(The problem): Go through the records below and return each line that has "filename" in it.

(Input records):
____
use crate::layout::LayoutContext;
use log::info;
use std::sync::atomic::{AtomicI64, Ordering};
use std::sync::Arc;

// ─── Scroll animation ───────────────────────────────────────────────────────

/// Linear scroll from one offset to another, polled by wall-clock time.
///
/// Nothing advances on its own: `offset_at(now)` is a pure function of the
/// start point, the target and the elapsed fraction.
#[derive(Debug, Clone, Copy, PartialEq)]
pub struct ScrollAnimation {
    from: f32,
    to: f32,
    start_ms: u64,
    duration_ms: u64,
}

impl ScrollAnimation {
    pub fn new() -> Self {
        Self::still(0.0)
    }

    fn still(x: f32) -> Self {
        Self {
            from: x,
            to: x,
            start_ms: 0,
            duration_ms: 0,
        }
    }

    /// Start scrolling from wherever the current animation is at `now_ms`.
    pub fn start(&mut self, to: f32, now_ms: u64, duration_ms: u64) {
        let from = self.offset_at(now_ms);
        *self = Self {
            from,
            to,
            start_ms: now_ms,
            duration_ms,
        };
    }

    /// Jump without animating, abandoning whatever was in flight.
    pub fn snap(&mut self, x: f32) {
        *self = Self::still(x);
    }

    pub fn offset_at(&self, now_ms: u64) -> f32 {
        let elapsed = now_ms.saturating_sub(self.start_ms);
        if self.duration_ms == 0 || elapsed >= self.duration_ms {
            return self.to;
        }
        let t = elapsed as f32 / self.duration_ms as f32;
        self.from + (self.to - self.from) * t
    }

    pub fn target(&self) -> f32 {
        self.to
    }

    pub fn is_finished(&self, now_ms: u64) -> bool {
        now_ms.saturating_sub(self.start_ms) >= self.duration_ms
    }
}

impl Default for ScrollAnimation {
    fn default() -> Self {
        Self::new()
    }
}

// ─── Progress controller ────────────────────────────────────────────────────

/// What an `advance` call did.
#[derive(Debug, Clone, Copy, PartialEq, Eq)]
pub enum Advance {
    /// Negative progress or nothing loaded
    Ignored,
    /// Progress moved forward (or stayed); scroll animates toward the target
    Scrolled,
    /// Progress moved backward; scroll snapped and cross-event state must reset
    Seeked,
}

/// Turns the external playback clock into a scroll offset.
///
/// Forward steps animate linearly across the gap between clock ticks so a
/// coarse clock still scrolls smoothly. Backward steps are seeks: they snap.
pub struct ProgressController {
    current_progress: i64,
    scroll: ScrollAnimation,
    seek_count: u64,
}

impl ProgressController {
    pub fn new() -> Self {
        Self {
            current_progress: 0,
            scroll: ScrollAnimation::new(),
            seek_count: 0,
        }
    }

    pub fn advance(
        &mut self,
        progress_ms: i64,
        model_empty: bool,
        ctx: &LayoutContext,
        now_ms: u64,
    ) -> Advance {
        if model_empty || progress_ms < 0 {
            return Advance::Ignored;
        }
        let target = ctx.scroll_target(progress_ms);

        if progress_ms < self.current_progress {
            self.seek_count += 1;
            info!(
                "Seek: {}ms → {}ms (scroll snaps to {:.1}px)",
                self.current_progress, progress_ms, target
            );
            self.scroll.snap(target);
            self.current_progress = progress_ms;
            return Advance::Seeked;
        }

        let delta_ms = progress_ms.abs_diff(self.current_progress);
        self.scroll.start(target, now_ms, delta_ms);
        self.current_progress = progress_ms;
        Advance::Scrolled
    }

    /// Snap the scroll onto the current progress under new geometry,
    /// dropping any animation in flight.
    pub fn retarget(&mut self, ctx: &LayoutContext) {
        self.scroll.snap(ctx.scroll_target(self.current_progress));
    }

    /// Scroll offset to render with at `now_ms`.
    pub fn scroll_offset(&self, now_ms: u64) -> f32 {
        self.scroll.offset_at(now_ms)
    }

    /// Where the scroll is heading: exactly `progress · speed` as of the
    /// last accepted `advance`.
    pub fn scroll_target(&self) -> f32 {
        self.scroll.target()
    }

    pub fn current_progress(&self) -> i64 {
        self.current_progress
    }

    pub fn is_scrolling(&self, now_ms: u64) -> bool {
        !self.scroll.is_finished(now_ms)
    }

    pub fn seek_count(&self) -> u64 {
        self.seek_count
    }
}

impl Default for ProgressController {
    fn default() -> Self {
        Self::new()
    }
}

// ─── Cross-thread progress slot ─────────────────────────────────────────────

const EMPTY_SLOT: i64 = i64::MIN;

/// Single-value mailbox for the playback clock.
///
/// The clock thread publishes with Release, the update loop reads with
/// Acquire; only the most recent value matters.
#[derive(Clone)]
pub struct ProgressSlot {
    value: Arc<AtomicI64>,
}

impl ProgressSlot {
    pub fn new() -> Self {
        Self {
            value: Arc::new(AtomicI64::new(EMPTY_SLOT)),
        }
    }

    pub fn publish(&self, progress_ms: i64) {
        self.value.store(progress_ms, Ordering::Release);
    }

    /// Latest published progress, or `None` if the clock has not ticked yet.
    pub fn latest(&self) -> Option<i64> {
        match self.value.load(Ordering::Acquire) {
            EMPTY_SLOT => None,
            v => Some(v),
        }
    }
}

impl Default for ProgressSlot {
    fn default() -> Self {
        Self::new()
    }
}
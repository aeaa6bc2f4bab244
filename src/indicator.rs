use log::trace;

pub const DEFAULT_ANIM_MS: u64 = 3000;

#[derive(Debug, Clone, Copy, PartialEq)]
struct Fall {
    from: f32,
    to: f32,
    start_ms: u64,
}

/// Pitch value driving the indicator's vertical position.
///
/// A hit starts a linear fall from the hit pitch to the lowest lane; a
/// newer hit replaces the running fall outright. The value is computed
/// from elapsed time whenever it is read.
pub struct IndicatorAnimator {
    duration_ms: u64,
    fall: Option<Fall>,
    rest: f32,
}

impl IndicatorAnimator {
    pub fn new(duration_ms: u64) -> Self {
        Self {
            duration_ms,
            fall: None,
            rest: 0.0,
        }
    }

    pub fn start(&mut self, from_pitch: f32, to_pitch: f32, now_ms: u64) {
        trace!("Indicator fall {:.0} → {:.0}", from_pitch, to_pitch);
        self.fall = Some(Fall {
            from: from_pitch,
            to: to_pitch,
            start_ms: now_ms,
        });
        self.rest = to_pitch;
    }

    /// Place the indicator at `pitch` with no animation in flight.
    pub fn settle(&mut self, pitch: f32) {
        self.fall = None;
        self.rest = pitch;
    }

    pub fn value_at(&self, now_ms: u64) -> f32 {
        match self.fall {
            Some(f) => {
                let elapsed = now_ms.saturating_sub(f.start_ms);
                if self.duration_ms == 0 || elapsed >= self.duration_ms {
                    f.to
                } else {
                    let t = elapsed as f32 / self.duration_ms as f32;
                    f.from + (f.to - f.from) * t
                }
            }
            None => self.rest,
        }
    }

    pub fn is_running(&self, now_ms: u64) -> bool {
        self.fall
            .map(|f| now_ms.saturating_sub(f.start_ms) < self.duration_ms)
            .unwrap_or(false)
    }
}

impl Default for IndicatorAnimator {
    fn default() -> Self {
        Self::new(DEFAULT_ANIM_MS)
    }
}

#[cfg(test)]
mod tests {
    use super::*;

    #[test]
    fn test_linear_fall() {
        let mut a = IndicatorAnimator::default();
        a.settle(55.0);
        assert_eq!(a.value_at(0), 55.0);
        a.start(67.0, 55.0, 1000);
        assert_eq!(a.value_at(1000), 67.0);
        assert_eq!(a.value_at(2500), 61.0);
        assert_eq!(a.value_at(4000), 55.0);
        assert_eq!(a.value_at(9000), 55.0);
        assert!(a.is_running(3999));
        assert!(!a.is_running(4000));
    }

    #[test]
    fn test_latest_hit_wins() {
        let mut a = IndicatorAnimator::default();
        a.start(70.0, 50.0, 0);
        a.start(60.0, 50.0, 1500);
        assert_eq!(a.value_at(1500), 60.0);
        assert_eq!(a.value_at(3000), 55.0);
    }

    #[test]
    fn test_settle_cancels() {
        let mut a = IndicatorAnimator::default();
        a.start(70.0, 50.0, 0);
        a.settle(48.0);
        assert_eq!(a.value_at(100), 48.0);
        assert!(!a.is_running(100));
    }
}
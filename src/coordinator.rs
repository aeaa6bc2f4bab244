use crate::engine::TimelineEngine;
use crate::progress::{Advance, ProgressSlot};
use crate::renderer::FrameSnapshot;
use crate::types::*;
use crossbeam_channel::{Receiver, Sender, TryRecvError};
use log::{debug, info, trace};
use std::thread;
use std::time::Duration;

/// The coordinator owns the timeline engine and is the only thread that
/// touches it. Each step it
///
/// 1. drains queued inputs (chart loads, pitch samples, score reports,
///    resizes) from the input channel,
/// 2. picks up the newest playback progress from the [`ProgressSlot`],
/// 3. ticks the engine clock and renders a [`FrameSnapshot`] that is
///    broadcast to every downstream consumer.
///
/// Consumers that fall behind miss frames; the loop never waits on them.
pub struct Coordinator {
    input_rx: Receiver<EngineInput>,
    progress: ProgressSlot,
    frame_txs: Vec<Sender<FrameSnapshot>>,
    engine: TimelineEngine,
    clock: SessionClock,
    last_progress: Option<i64>,
    frame_count: u64,
    dropped_frames: u64,
}

impl Coordinator {
    pub fn new(
        input_rx: Receiver<EngineInput>,
        progress: ProgressSlot,
        frame_txs: Vec<Sender<FrameSnapshot>>,
        engine: TimelineEngine,
        clock: SessionClock,
    ) -> Self {
        Self {
            input_rx,
            progress,
            frame_txs,
            engine,
            clock,
            last_progress: None,
            frame_count: 0,
            dropped_frames: 0,
        }
    }

    pub fn engine(&self) -> &TimelineEngine {
        &self.engine
    }

    /// Run until a `Shutdown` input arrives or every input sender is gone.
    /// Blocks the calling thread.
    pub fn run(&mut self, fps: u32) {
        let interval = Duration::from_millis(1000 / fps.max(1) as u64);
        info!("Coordinator running at {} fps", fps.max(1));

        while self.step(self.clock.now_ms()) {
            thread::sleep(interval);
        }

        info!(
            "Coordinator shutting down after {} frames ({} dropped, {} hits, {} seeks)",
            self.frame_count,
            self.dropped_frames,
            self.engine.hit_count(),
            self.engine.seek_count()
        );
    }

    /// One update pass at wall-clock `now_ms`. Returns false once the
    /// coordinator should stop.
    pub fn step(&mut self, now_ms: u64) -> bool {
        self.engine.tick(now_ms);

        let mut running = true;
        loop {
            match self.input_rx.try_recv() {
                Ok(EngineInput::Shutdown) => {
                    running = false;
                    break;
                }
                Ok(input) => self.apply(input),
                Err(TryRecvError::Empty) => break,
                Err(TryRecvError::Disconnected) => {
                    running = false;
                    break;
                }
            }
        }

        if let Some(p) = self.progress.latest() {
            if self.last_progress != Some(p) && self.engine.advance(p) != Advance::Ignored {
                self.last_progress = Some(p);
            }
        }

        let mut frame = FrameSnapshot {
            now_ms: self.engine.now_ms(),
            progress_ms: self.engine.current_progress(),
            scroll_offset: self.engine.scroll_offset(),
            viewport: self.engine.layout().viewport,
            min_pitch: self.engine.model().min_pitch(),
            max_pitch: self.engine.model().max_pitch(),
            ..FrameSnapshot::default()
        };
        self.engine.render(&mut frame);
        frame.visible_start_index = self.engine.visible_start_index();
        frame.indicator_active = self.engine.is_indicator_active();

        for tx in &self.frame_txs {
            if tx.try_send(frame.clone()).is_err() {
                self.dropped_frames += 1;
            }
        }

        self.frame_count += 1;
        if self.frame_count % 600 == 0 {
            debug!(
                "Coordinator: {} frames, progress {}ms, window from event {}",
                self.frame_count,
                frame.progress_ms,
                frame.visible_start_index
            );
        }
        running
    }

    fn apply(&mut self, input: EngineInput) {
        match input {
            EngineInput::Load(events) => {
                // Rejections are logged by the engine.
                let _ = self.engine.load(&events);
            }
            EngineInput::PitchSample { time_ms, pitch } => {
                if let Some(hit) = self.engine.sample(time_ms, pitch) {
                    trace!("Sample {}ms/{} hit event {}", time_ms, pitch, hit.index);
                }
            }
            EngineInput::Score {
                score,
                sentence_index,
            } => {
                self.engine.report_score(score, sentence_index);
            }
            EngineInput::Resize(vp) => {
                self.engine
                    .resize_viewport(vp.width, vp.height, vp.padding, vp.density);
            }
            EngineInput::Shutdown => {}
        }
    }
}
____
(Task result):
filename src/indicator.rs
filename src/coordinator.rs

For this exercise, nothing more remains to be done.